:: Exercise instructions ::
Check each line of the material below, and copy it if it holds the string "PairwiseDistance".

:: Source material ::

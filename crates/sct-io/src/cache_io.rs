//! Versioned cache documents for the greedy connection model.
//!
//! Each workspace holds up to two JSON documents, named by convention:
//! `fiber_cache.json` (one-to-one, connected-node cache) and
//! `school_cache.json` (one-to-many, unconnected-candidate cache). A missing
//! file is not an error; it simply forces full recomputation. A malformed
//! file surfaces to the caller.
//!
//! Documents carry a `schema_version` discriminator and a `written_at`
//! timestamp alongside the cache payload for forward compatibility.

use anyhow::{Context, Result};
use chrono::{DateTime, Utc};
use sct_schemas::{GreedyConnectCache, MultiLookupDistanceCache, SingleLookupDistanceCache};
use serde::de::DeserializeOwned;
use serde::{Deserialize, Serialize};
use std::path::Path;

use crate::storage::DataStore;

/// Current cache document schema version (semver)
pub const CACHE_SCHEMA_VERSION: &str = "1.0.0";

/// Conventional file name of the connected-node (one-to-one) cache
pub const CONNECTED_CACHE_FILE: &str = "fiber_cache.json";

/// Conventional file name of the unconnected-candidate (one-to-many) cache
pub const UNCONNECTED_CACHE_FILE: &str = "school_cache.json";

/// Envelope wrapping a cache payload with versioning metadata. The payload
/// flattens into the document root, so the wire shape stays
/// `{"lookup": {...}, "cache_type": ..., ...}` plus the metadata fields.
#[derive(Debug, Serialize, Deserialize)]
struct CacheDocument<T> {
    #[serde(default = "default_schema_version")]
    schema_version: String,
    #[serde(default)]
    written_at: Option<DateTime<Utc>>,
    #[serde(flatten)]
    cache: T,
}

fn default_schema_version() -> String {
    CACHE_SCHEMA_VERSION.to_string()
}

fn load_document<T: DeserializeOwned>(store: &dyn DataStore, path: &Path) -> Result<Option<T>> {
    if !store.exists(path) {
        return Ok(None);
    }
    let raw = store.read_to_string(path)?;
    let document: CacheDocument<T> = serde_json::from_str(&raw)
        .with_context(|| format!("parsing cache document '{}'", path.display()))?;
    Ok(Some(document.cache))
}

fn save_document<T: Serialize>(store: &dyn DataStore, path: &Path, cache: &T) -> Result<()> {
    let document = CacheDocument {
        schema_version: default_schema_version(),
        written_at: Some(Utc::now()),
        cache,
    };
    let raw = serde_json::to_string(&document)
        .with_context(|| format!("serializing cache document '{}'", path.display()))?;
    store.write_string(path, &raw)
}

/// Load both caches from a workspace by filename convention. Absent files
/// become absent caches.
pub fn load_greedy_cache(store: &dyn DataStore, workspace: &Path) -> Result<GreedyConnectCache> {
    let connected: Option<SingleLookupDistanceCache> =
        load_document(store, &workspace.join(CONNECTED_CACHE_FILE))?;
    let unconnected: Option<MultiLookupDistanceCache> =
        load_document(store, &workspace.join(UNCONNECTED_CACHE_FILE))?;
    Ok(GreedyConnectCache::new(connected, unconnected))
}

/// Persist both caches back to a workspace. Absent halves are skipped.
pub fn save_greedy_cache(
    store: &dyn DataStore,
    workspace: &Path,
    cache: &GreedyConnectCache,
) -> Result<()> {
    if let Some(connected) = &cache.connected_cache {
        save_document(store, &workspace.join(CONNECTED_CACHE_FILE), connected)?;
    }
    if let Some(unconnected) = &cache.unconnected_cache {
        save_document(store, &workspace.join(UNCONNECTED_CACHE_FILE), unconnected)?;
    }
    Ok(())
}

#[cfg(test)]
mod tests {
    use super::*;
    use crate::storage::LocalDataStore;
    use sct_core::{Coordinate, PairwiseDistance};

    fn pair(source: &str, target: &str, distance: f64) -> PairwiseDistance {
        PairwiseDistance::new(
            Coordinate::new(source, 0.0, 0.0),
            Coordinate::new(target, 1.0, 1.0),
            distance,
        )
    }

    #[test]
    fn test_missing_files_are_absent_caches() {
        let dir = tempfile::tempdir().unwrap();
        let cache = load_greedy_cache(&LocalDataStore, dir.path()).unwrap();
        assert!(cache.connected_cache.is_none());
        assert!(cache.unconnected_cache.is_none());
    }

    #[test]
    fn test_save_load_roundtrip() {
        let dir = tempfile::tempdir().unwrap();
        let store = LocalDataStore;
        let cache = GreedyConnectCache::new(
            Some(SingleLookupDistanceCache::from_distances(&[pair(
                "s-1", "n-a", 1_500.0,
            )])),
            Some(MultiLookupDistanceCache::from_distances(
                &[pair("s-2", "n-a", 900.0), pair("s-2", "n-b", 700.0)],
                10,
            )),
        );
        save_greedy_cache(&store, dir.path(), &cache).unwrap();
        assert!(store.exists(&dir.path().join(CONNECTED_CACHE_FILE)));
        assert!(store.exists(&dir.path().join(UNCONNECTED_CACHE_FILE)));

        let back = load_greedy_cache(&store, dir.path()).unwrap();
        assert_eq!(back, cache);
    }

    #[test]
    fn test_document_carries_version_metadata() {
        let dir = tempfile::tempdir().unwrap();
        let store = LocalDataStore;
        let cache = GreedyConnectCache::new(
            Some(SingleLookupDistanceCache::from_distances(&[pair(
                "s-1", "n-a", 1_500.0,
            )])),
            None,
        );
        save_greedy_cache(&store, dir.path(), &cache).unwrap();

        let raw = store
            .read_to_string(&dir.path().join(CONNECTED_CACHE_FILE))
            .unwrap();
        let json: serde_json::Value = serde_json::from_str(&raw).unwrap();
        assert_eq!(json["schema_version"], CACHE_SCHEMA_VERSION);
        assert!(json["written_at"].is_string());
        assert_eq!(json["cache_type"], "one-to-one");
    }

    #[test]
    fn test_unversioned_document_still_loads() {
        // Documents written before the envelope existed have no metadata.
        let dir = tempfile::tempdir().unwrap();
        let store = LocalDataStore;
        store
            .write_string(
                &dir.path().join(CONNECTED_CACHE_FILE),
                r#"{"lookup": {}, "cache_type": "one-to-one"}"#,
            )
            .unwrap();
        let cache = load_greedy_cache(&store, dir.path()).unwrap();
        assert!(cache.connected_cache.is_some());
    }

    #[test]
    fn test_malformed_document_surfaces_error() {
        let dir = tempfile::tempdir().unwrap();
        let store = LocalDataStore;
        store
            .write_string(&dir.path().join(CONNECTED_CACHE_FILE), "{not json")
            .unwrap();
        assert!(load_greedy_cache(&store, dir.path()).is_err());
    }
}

:: Solution to this problem ::
    use sct_core::{Coordinate, PairwiseDistance};
    fn pair(source: &str, target: &str, distance: f64) -> PairwiseDistance {
        PairwiseDistance::new(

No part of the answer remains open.